Dataset records:
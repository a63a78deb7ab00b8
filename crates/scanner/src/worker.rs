use crate::RawEvent;
use serde::{Deserialize, Serialize};
use tokio::sync::mpsc;
use trailscan_discovery::{flatten, identify, normalize, DiscoveryCache, FlatValue, IdentifierKind};

/// Counters collected while processing events.
#[derive(Debug, Clone, Copy, Default, PartialEq, Eq, Serialize, Deserialize)]
pub struct WorkerStats {
    /// Events taken off the queue
    pub events: usize,

    /// Events whose payload could not be flattened
    pub malformed: usize,

    /// String leaves looked at (after flattening)
    pub fields_examined: usize,

    /// New paths recorded in the cache
    pub discoveries: usize,
}

/// What the worker hands back once its queue is closed and drained.
#[derive(Debug)]
pub struct WorkerReport {
    pub cache: DiscoveryCache,
    pub stats: WorkerStats,
}

/// Single consumer that turns raw events into cache entries.
///
/// The worker owns its [`DiscoveryCache`] outright; nobody else can observe
/// it until [`EventWorker::run`] returns.
#[derive(Debug, Default)]
pub struct EventWorker {
    cache: DiscoveryCache,
    stats: WorkerStats,
}

impl EventWorker {
    pub fn new() -> Self {
        Self::default()
    }

    pub fn with_capacity(capacity: usize) -> Self {
        Self {
            cache: DiscoveryCache::with_capacity(capacity),
            stats: WorkerStats::default(),
        }
    }

    /// Process events until every sender is dropped and the queue is empty.
    pub async fn run(mut self, mut events: mpsc::Receiver<RawEvent>) -> WorkerReport {
        log::debug!("Starting worker");
        while let Some(event) = events.recv().await {
            self.handle_event(&event);
        }
        log::debug!(
            events = self.stats.events,
            discoveries = self.stats.discoveries;
            "Stopping worker"
        );
        self.into_report()
    }

    pub fn handle_event(&mut self, event: &RawEvent) {
        self.stats.events += 1;
        let event_id = event.event_id();
        let action = event.action();

        let fields = match flatten(event.payload()) {
            Ok(fields) => fields,
            Err(err) => {
                self.stats.malformed += 1;
                log::error!(
                    error:% = err,
                    event_id = event_id,
                    action = action;
                    "Failed to flatten event payload"
                );
                return;
            }
        };

        for field in fields {
            let FlatValue::String(value) = field.value else {
                continue;
            };
            self.stats.fields_examined += 1;

            let key = normalize(&field.path);
            if self.cache.contains(&key) {
                continue;
            }
            let Some(kind) = identify(&value) else {
                continue;
            };

            let message = match kind {
                IdentifierKind::Arn => "Has arn",
                IdentifierKind::ResourceId => "Has resource id",
            };
            log::info!(
                key:% = key,
                value = value.as_str(),
                action = action,
                event_id = event_id;
                "{message}"
            );

            if self.cache.try_insert(key, value, action, event_id) {
                self.stats.discoveries += 1;
            }
        }
    }

    pub fn cache(&self) -> &DiscoveryCache {
        &self.cache
    }

    pub fn stats(&self) -> WorkerStats {
        self.stats
    }

    pub fn into_report(self) -> WorkerReport {
        WorkerReport {
            cache: self.cache,
            stats: self.stats,
        }
    }
}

» ACTIVITY
Could you quote, exactly as they appear, the line containing "let message = match" and every line after it to the end of the records above?

» RESPONSE
            let message = match kind {
                IdentifierKind::Arn => "Has arn",
                IdentifierKind::ResourceId => "Has resource id",
            };
            log::info!(
                key:% = key,
                value = value.as_str(),
                action = action,
                event_id = event_id;
                "{message}"
            );

            if self.cache.try_insert(key, value, action, event_id) {
                self.stats.discoveries += 1;
            }
        }
    }

    pub fn cache(&self) -> &DiscoveryCache {
        &self.cache
    }

    pub fn stats(&self) -> WorkerStats {
        self.stats
    }

    pub fn into_report(self) -> WorkerReport {
        WorkerReport {
            cache: self.cache,
            stats: self.stats,
        }
    }
}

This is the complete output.